In 1983 Evans competed at the National Regatta in Mosman colours in a composite coxless four. He was selected and trained in the New South Wales King's Cup eight but pulled out on the day due to injury. In 1984 at the Australian Championships he stroked the New South Wales King's Cup crew to victory in the men's Interstate Eight-Oared Championship. He again stroked the New South Wales King's Cup eight in 1985, 1986, 1987 and 1988.

Evans won Australian national titles at the Australian Rowing Championships in 1985 in a coxed four; in 1986 in a coxed pair (in Mosman colours with Craig Muller); and competed and placed in pairs & fours in 1987 and 1988.

International representative rowing
Evans first donned Australian colours as a ten year old coxswain steering an Australian women's coxed four in the first of a three race in Inter Dominion series against New Zealand in 1973. Evans' father Bruce coached the Australian women's four.
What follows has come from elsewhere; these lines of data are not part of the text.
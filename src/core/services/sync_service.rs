use chrono::NaiveDateTime;
use tracing::{info, warn};

use crate::core::services::ServiceResult;
use crate::core::session::Session;
use crate::sync::WalletSource;

pub struct SyncService;

impl SyncService {
    /// Replaces the session's wallet candidates with a fresh fetch from `source`.
    /// The session is left untouched when the fetch fails.
    pub fn sync(
        session: &mut Session,
        source: &dyn WalletSource,
        now: NaiveDateTime,
    ) -> ServiceResult<usize> {
        let fetched = source.fetch(now).map_err(|err| {
            warn!(source = source.name(), error = %err, "wallet sync failed");
            err
        })?;
        let count = fetched.len();
        session.wallet_transactions = fetched;
        info!(source = source.name(), count, "wallet synced");
        Ok(count)
    }

    /// Sum of the synced wallet candidates.
    pub fn wallet_total(session: &Session) -> i64 {
        session
            .wallet_transactions
            .iter()
            .fold(0i64, |total, entry| total.saturating_add(entry.amount))
    }
}
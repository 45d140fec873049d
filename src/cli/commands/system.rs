use crate::cli::core::{CommandError, CommandResult, ShellContext};
use crate::cli::io;
use crate::cli::output::section as output_section;
use crate::cli::registry::{CommandEntry, CommandRegistry};
use crate::utils::build_info;

pub(crate) fn definitions() -> Vec<CommandEntry> {
    vec![
        CommandEntry::new(
            "help",
            "Show available commands",
            "help [command]",
            cmd_help,
        ),
        CommandEntry::new("version", "Show build metadata", "version", cmd_version),
        CommandEntry::new("exit", "Exit the shell", "exit", cmd_exit),
    ]
}

fn cmd_version(_context: &mut ShellContext, _args: &[&str]) -> CommandResult {
    let meta = build_info::current();
    output_section(format!("Budget Dashboard {}", meta.version));
    io::print_info(format!("  Build hash   : {}", meta.git_hash));
    io::print_info(format!("  Built at     : {}", meta.timestamp));
    io::print_info(format!("  Profile      : {}", meta.profile));
    io::print_info(format!("  Rustc        : {}", meta.rustc));
    Ok(())
}

fn cmd_help(context: &mut ShellContext, args: &[&str]) -> CommandResult {
    if let Some(name) = args.first() {
        match context.command(name) {
            Some(entry) => {
                output_section(format!("Help: {}", entry.name));
                io::print_info(format!("  {}", entry.description));
                io::print_info(format!("  usage: {}", entry.usage));
            }
            None => context.suggest_command(name),
        }
        return Ok(());
    }

    print_overview(&context.registry);
    Ok(())
}

fn print_overview(registry: &CommandRegistry) {
    output_section("Commands");
    for (group, entries) in registry.grouped() {
        io::print_info(format!("{}:", group));
        for entry in entries {
            io::print_info(format!("  {:<16} {}", entry.name, entry.description));
        }
    }
    io::print_info("Type `help <command>` for usage.");
}

fn cmd_exit(_context: &mut ShellContext, _args: &[&str]) -> CommandResult {
    Err(CommandError::ExitRequested)
}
Evans' first senior call up for Australia was to the Olympic squad for Los Angeles 1984. The selected Australian eight was built around the national champion Mosman Rowing Club coxed four that included Evans, Muller and Jim Battersby . Evans stroked the Australian eight to third place in the final winning bronze behind Canada and the USA.
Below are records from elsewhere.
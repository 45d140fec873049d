use uuid::Uuid;

use crate::calendar::format_date;
use crate::cli::args;
use crate::cli::core::{CommandError, CommandResult, ShellContext};
use crate::cli::io;
use crate::cli::output::section as output_section;
use crate::cli::registry::CommandEntry;
use crate::core::services::DebtService;
use crate::currency::MoneyFormat;
use crate::ledger::{Cadence, Debt, DebtPatch, DebtStatus, DebtTemplate, RecurringPlan};

const ADD_USAGE: &str = "debt-add <name> <source> <amount> <due YYYY-MM-DD> [target YYYY-MM]";
const RECURRING_USAGE: &str =
    "debt-recurring <name> <source> <amount> <start YYYY-MM-DD> <end YYYY-MM-DD> <weekly|monthly>";
const TEMPLATED_USAGE: &str = "debt-templated <name> <source> <amount> <bill month YYYY-MM>";
const EDIT_USAGE: &str =
    "debt-edit <id> [name=..] [source=..] [total=..] [due=YYYY-MM-DD] [target=YYYY-MM|none]";
const PAY_USAGE: &str = "pay <id> <amount>";
const WITHDRAW_USAGE: &str = "withdraw <id> <amount> <reason...>";

pub(crate) fn definitions() -> Vec<CommandEntry> {
    vec![
        CommandEntry::new("debt-add", "Add a debt", ADD_USAGE, cmd_add),
        CommandEntry::new(
            "debt-recurring",
            "Add one debt per weekly or monthly installment",
            RECURRING_USAGE,
            cmd_recurring,
        ),
        CommandEntry::new(
            "debt-templated",
            "Add a bill due on the 10th of the following month",
            TEMPLATED_USAGE,
            cmd_templated,
        ),
        CommandEntry::new("debt-edit", "Edit a debt", EDIT_USAGE, cmd_edit),
        CommandEntry::new("debt-remove", "Remove a debt", "debt-remove <id>", cmd_remove),
        CommandEntry::new(
            "debt-list",
            "List debts in the current filter, or every debt with `all`",
            "debt-list [all]",
            cmd_list,
        ),
        CommandEntry::new("pay", "Record a payment toward a debt", PAY_USAGE, cmd_pay),
        CommandEntry::new(
            "withdraw",
            "Take back part of what was paid on a debt",
            WITHDRAW_USAGE,
            cmd_withdraw,
        ),
    ]
}

fn debt_id(context: &ShellContext, raw: &str) -> Result<Uuid, CommandError> {
    args::resolve_id(raw, context.session.debts.iter().map(|debt| debt.id), "debt")
}

fn cmd_add(context: &mut ShellContext, args: &[&str]) -> CommandResult {
    let (name, source, amount, due, target) = match args {
        [name, source, amount, due] => (name, source, amount, due, None),
        [name, source, amount, due, target] => (name, source, amount, due, Some(target)),
        _ => return Err(CommandError::usage(ADD_USAGE)),
    };
    let mut debt = Debt::new(
        *name,
        *source,
        args::amount(amount)?,
        args::date(due)?,
        context.now(),
    );
    if let Some(target) = target {
        debt = debt.with_target(args::bucket(target)?);
    }
    let bucket = debt.bucket();
    let id = DebtService::add(&mut context.session, debt)?;
    io::print_success(format!(
        "Debt `{}` added [{}], counted in {}.",
        name,
        args::short_id(&id),
        bucket.label()
    ));
    Ok(())
}

fn cmd_recurring(context: &mut ShellContext, args: &[&str]) -> CommandResult {
    let [name, source, amount, start, end, cadence] = args else {
        return Err(CommandError::usage(RECURRING_USAGE));
    };
    let cadence = Cadence::parse(cadence).ok_or_else(|| {
        CommandError::InvalidArguments(format!("`{}` is not weekly or monthly", cadence))
    })?;
    let plan = RecurringPlan::new(
        DebtTemplate::new(*name, *source, args::amount(amount)?),
        args::date(start)?,
        args::date(end)?,
        cadence,
    );
    let now = context.now();
    let ids = DebtService::add_recurring(&mut context.session, &plan, now)?;
    if ids.is_empty() {
        io::print_warning("No installments fall between start and end.");
    } else {
        io::print_success(format!("{} {} installment(s) added.", ids.len(), cadence));
    }
    Ok(())
}

fn cmd_templated(context: &mut ShellContext, args: &[&str]) -> CommandResult {
    let [name, source, amount, bill] = args else {
        return Err(CommandError::usage(TEMPLATED_USAGE));
    };
    let template = DebtTemplate::new(*name, *source, args::amount(amount)?);
    let now = context.now();
    let id = DebtService::add_templated(&mut context.session, &template, args::bucket(bill)?, now)?;
    if let Some(debt) = context.session.debt(id) {
        io::print_success(format!(
            "Debt `{}` added [{}], due {}.",
            debt.name,
            args::short_id(&id),
            format_date(debt.due_date)
        ));
    }
    Ok(())
}

fn cmd_edit(context: &mut ShellContext, args: &[&str]) -> CommandResult {
    let Some((raw_id, fields)) = args.split_first() else {
        return Err(CommandError::usage(EDIT_USAGE));
    };
    let id = debt_id(context, raw_id)?;
    let patch = parse_patch(fields)?;
    DebtService::edit(&mut context.session, id, patch)?;
    io::print_success(format!("Debt [{}] updated.", args::short_id(&id)));
    Ok(())
}

fn parse_patch(fields: &[&str]) -> Result<DebtPatch, CommandError> {
    let mut patch = DebtPatch::default();
    for field in fields {
        let (key, value) = field
            .split_once('=')
            .ok_or_else(|| CommandError::usage(EDIT_USAGE))?;
        match key.trim().to_ascii_lowercase().as_str() {
            "name" => patch.name = Some(value.to_string()),
            "source" => patch.source = Some(value.to_string()),
            "total" | "amount" => patch.total_amount = Some(args::amount(value)?),
            "due" => patch.due_date = Some(args::date(value)?),
            "target" if value.eq_ignore_ascii_case("none") => patch.target = Some(None),
            "target" => patch.target = Some(Some(args::bucket(value)?)),
            other => {
                return Err(CommandError::InvalidArguments(format!(
                    "unknown debt field `{}`",
                    other
                )))
            }
        }
    }
    Ok(patch)
}

fn cmd_remove(context: &mut ShellContext, args: &[&str]) -> CommandResult {
    let [raw_id] = args else {
        return Err(CommandError::usage("debt-remove <id>"));
    };
    let id = debt_id(context, raw_id)?;
    let removed = DebtService::remove(&mut context.session, id)?;
    io::print_success(format!("Debt `{}` removed.", removed.name));
    Ok(())
}

fn cmd_list(context: &mut ShellContext, args: &[&str]) -> CommandResult {
    let now = context.now();
    let money = &context.money;
    let show_all = matches!(args.first(), Some(flag) if flag.eq_ignore_ascii_case("all"));
    let visible: Vec<&Debt> = if show_all {
        context.session.debts.iter().collect()
    } else {
        DebtService::in_filter(&context.session)
    };
    let (completed, active): (Vec<&Debt>, Vec<&Debt>) =
        visible.into_iter().partition(|debt| debt.is_completed());

    let scope = if show_all {
        "all".to_string()
    } else {
        context.session.filter.label()
    };
    output_section(format!("Debts ({})", scope));
    if active.is_empty() && completed.is_empty() {
        io::print_info("  No debts.");
        return Ok(());
    }
    io::print_info(format!("Active: {}", active.len()));
    for debt in &active {
        io::print_info(describe(debt, &debt.status(now), money));
    }
    io::print_info(format!("Completed: {}", completed.len()));
    for debt in &completed {
        io::print_info(format!(
            "  [{}] {} ({}) {} paid",
            args::short_id(&debt.id),
            debt.name,
            debt.source,
            money.amount(debt.total_amount)
        ));
    }
    Ok(())
}

fn describe(debt: &Debt, status: &DebtStatus, money: &MoneyFormat) -> String {
    let timing = if status.is_overdue {
        format!("{} day(s) overdue", -status.days_left)
    } else {
        format!("{} day(s) left", status.days_left)
    };
    format!(
        "  [{}] {} ({}) {} / {} paid, due {} in {}, {} [{}]",
        args::short_id(&debt.id),
        debt.name,
        debt.source,
        money.amount(debt.amount_paid),
        money.amount(debt.total_amount),
        format_date(debt.due_date),
        debt.bucket().label(),
        timing,
        status.band.label()
    )
}

fn cmd_pay(context: &mut ShellContext, args: &[&str]) -> CommandResult {
    let [raw_id, amount] = args else {
        return Err(CommandError::usage(PAY_USAGE));
    };
    let id = debt_id(context, raw_id)?;
    let now = context.now();
    let status = DebtService::pay(&mut context.session, id, args::amount(amount)?, now)?;
    if status.remaining <= 0 {
        io::print_success("Payment recorded. Debt fully paid.");
    } else {
        io::print_success(format!(
            "Payment recorded. Remaining {}.",
            context.money.amount(status.remaining)
        ));
    }
    Ok(())
}

fn cmd_withdraw(context: &mut ShellContext, args: &[&str]) -> CommandResult {
    let [raw_id, amount, reason @ ..] = args else {
        return Err(CommandError::usage(WITHDRAW_USAGE));
    };
    let id = debt_id(context, raw_id)?;
    let now = context.now();
    let status = DebtService::withdraw(
        &mut context.session,
        id,
        args::amount(amount)?,
        &reason.join(" "),
        now,
    )?;
    io::print_success(format!(
        "Withdrawal recorded. Remaining {}.",
        context.money.amount(status.remaining)
    ));
    Ok(())
}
His first World Championship national representation was at the 1986 World Rowing Championships in Nottingham, England where stroked the Australian men's eight to victory. It was Australia's first and only World Championship title in the men's VIII. That same year at the 1986 Commonwealth Games in Edinburgh, that same crew with Evans at stroke won gold in the Australian men's VIII.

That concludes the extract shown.